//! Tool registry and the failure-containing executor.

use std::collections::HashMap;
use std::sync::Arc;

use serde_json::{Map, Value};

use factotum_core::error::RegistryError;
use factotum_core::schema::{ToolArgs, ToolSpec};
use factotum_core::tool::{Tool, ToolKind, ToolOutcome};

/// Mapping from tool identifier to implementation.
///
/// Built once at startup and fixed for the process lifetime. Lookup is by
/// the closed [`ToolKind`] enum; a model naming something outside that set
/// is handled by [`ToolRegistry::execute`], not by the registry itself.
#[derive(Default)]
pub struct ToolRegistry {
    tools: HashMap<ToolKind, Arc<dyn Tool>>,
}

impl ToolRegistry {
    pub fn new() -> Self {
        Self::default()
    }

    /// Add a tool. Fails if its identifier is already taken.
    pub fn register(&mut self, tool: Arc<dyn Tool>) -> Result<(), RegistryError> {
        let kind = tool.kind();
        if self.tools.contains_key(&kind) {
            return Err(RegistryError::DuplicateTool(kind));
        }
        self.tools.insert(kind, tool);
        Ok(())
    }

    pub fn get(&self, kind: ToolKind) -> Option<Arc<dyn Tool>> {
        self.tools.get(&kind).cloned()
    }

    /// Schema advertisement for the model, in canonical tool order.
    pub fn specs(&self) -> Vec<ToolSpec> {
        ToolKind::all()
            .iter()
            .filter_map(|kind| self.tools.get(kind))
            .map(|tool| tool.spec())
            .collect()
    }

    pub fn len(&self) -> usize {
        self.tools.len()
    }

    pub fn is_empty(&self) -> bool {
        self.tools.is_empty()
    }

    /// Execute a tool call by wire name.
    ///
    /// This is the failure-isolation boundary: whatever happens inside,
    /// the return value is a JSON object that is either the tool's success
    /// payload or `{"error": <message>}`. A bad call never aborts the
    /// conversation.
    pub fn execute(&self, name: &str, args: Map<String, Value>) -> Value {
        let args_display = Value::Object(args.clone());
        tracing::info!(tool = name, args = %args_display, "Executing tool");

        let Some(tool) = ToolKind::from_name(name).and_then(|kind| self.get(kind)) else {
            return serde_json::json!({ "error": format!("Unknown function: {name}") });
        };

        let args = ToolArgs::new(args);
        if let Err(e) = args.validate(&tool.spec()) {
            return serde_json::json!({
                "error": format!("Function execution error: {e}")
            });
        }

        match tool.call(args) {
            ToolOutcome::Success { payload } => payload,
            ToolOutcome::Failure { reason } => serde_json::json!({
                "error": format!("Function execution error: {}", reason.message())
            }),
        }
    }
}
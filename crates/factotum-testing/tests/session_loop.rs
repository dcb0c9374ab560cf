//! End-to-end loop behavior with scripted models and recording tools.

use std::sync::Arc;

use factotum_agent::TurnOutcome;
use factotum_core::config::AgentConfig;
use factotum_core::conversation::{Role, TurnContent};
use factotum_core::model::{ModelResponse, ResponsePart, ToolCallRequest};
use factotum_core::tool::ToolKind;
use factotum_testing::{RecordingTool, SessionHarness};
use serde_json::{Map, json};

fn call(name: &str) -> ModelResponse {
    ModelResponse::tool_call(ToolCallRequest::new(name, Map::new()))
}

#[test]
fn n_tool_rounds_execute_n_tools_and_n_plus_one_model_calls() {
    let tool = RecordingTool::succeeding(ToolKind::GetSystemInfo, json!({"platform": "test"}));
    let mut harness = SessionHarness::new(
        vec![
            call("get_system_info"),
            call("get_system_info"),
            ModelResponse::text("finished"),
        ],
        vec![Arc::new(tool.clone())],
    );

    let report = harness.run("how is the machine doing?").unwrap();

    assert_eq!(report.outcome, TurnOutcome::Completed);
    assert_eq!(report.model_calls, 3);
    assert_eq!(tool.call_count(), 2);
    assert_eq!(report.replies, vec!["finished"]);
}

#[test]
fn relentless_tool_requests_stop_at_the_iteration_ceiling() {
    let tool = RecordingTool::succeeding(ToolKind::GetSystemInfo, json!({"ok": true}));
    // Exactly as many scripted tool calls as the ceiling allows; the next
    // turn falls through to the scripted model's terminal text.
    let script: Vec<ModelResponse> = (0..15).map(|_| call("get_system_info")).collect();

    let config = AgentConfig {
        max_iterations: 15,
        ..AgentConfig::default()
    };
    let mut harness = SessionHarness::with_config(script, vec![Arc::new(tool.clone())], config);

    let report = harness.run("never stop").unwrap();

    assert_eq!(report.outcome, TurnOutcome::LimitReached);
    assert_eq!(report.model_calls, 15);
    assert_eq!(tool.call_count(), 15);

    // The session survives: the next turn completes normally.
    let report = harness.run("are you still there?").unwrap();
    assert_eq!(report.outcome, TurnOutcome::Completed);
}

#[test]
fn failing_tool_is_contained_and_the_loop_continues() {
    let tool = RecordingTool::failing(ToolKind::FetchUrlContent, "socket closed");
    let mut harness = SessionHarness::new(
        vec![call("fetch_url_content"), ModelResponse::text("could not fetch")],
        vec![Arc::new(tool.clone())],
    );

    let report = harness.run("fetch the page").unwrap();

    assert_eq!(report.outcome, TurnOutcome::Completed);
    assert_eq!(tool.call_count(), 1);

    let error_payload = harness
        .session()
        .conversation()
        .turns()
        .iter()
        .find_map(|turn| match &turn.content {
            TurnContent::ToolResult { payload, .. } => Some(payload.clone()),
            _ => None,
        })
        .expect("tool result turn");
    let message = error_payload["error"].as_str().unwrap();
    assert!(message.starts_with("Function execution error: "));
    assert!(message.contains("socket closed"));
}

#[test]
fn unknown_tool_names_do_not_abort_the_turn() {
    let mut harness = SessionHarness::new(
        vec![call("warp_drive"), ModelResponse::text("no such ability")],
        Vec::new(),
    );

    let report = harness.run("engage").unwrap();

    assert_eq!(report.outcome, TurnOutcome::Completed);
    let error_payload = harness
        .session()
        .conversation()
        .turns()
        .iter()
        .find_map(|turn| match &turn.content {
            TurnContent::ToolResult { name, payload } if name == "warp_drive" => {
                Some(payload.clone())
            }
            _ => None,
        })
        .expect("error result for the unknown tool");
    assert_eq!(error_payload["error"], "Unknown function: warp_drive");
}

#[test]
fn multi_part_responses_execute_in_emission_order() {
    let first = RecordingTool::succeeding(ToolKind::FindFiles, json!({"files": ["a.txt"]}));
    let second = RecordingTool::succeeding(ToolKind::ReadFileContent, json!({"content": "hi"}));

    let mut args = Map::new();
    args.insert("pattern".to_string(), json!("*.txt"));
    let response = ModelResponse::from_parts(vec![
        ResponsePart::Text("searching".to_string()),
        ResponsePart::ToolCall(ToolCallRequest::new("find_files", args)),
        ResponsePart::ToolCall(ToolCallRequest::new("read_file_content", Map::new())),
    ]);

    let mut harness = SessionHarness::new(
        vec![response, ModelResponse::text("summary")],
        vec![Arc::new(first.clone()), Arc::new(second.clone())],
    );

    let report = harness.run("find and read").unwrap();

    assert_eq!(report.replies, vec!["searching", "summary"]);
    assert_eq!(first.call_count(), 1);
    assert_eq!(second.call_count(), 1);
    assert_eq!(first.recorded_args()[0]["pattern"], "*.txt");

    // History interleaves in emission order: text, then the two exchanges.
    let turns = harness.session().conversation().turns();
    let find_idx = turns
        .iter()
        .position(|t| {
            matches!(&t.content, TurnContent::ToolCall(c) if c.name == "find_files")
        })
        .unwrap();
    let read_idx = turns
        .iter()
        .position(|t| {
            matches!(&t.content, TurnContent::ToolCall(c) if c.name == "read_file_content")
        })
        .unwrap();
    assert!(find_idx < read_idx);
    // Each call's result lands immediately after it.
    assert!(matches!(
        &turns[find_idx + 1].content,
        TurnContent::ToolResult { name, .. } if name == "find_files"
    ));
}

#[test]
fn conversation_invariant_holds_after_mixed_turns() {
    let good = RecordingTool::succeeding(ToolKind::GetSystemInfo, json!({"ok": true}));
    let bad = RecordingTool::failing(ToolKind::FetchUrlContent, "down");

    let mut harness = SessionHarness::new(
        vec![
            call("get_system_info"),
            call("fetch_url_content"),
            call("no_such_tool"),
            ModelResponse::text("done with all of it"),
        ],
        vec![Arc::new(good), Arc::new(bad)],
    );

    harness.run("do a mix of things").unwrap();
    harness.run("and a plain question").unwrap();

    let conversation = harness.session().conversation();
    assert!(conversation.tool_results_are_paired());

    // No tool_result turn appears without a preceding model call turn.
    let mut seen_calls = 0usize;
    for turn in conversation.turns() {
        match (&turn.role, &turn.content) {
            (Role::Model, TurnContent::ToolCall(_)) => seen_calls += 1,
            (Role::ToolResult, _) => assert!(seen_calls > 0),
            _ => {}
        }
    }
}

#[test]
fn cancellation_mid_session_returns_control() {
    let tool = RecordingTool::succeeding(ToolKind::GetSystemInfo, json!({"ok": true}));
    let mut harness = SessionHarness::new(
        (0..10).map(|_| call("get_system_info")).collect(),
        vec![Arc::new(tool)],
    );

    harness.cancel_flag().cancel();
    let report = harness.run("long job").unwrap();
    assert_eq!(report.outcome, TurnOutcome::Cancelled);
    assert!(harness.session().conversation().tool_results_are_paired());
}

──────

--- ABOUT THIS EXERCISE ---
Copy out the lines above exactly, beginning at the one that contains "pub fn specs(&self)" and ending at the one that contains "let Some(tool) = ToolKind::from_name(name).and_then(|kind|".

--- EXERCISE SOLUTION ---
    pub fn specs(&self) -> Vec<ToolSpec> {
        ToolKind::all()
            .iter()
            .filter_map(|kind| self.tools.get(kind))
            .map(|tool| tool.spec())
            .collect()
    }

    pub fn len(&self) -> usize {
        self.tools.len()
    }

    pub fn is_empty(&self) -> bool {
        self.tools.is_empty()
    }

    /// Execute a tool call by wire name.
    ///
    /// This is the failure-isolation boundary: whatever happens inside,
    /// the return value is a JSON object that is either the tool's success
    /// payload or `{"error": <message>}`. A bad call never aborts the
    /// conversation.
    pub fn execute(&self, name: &str, args: Map<String, Value>) -> Value {
        let args_display = Value::Object(args.clone());
        tracing::info!(tool = name, args = %args_display, "Executing tool");

        let Some(tool) = ToolKind::from_name(name).and_then(|kind| self.get(kind)) else {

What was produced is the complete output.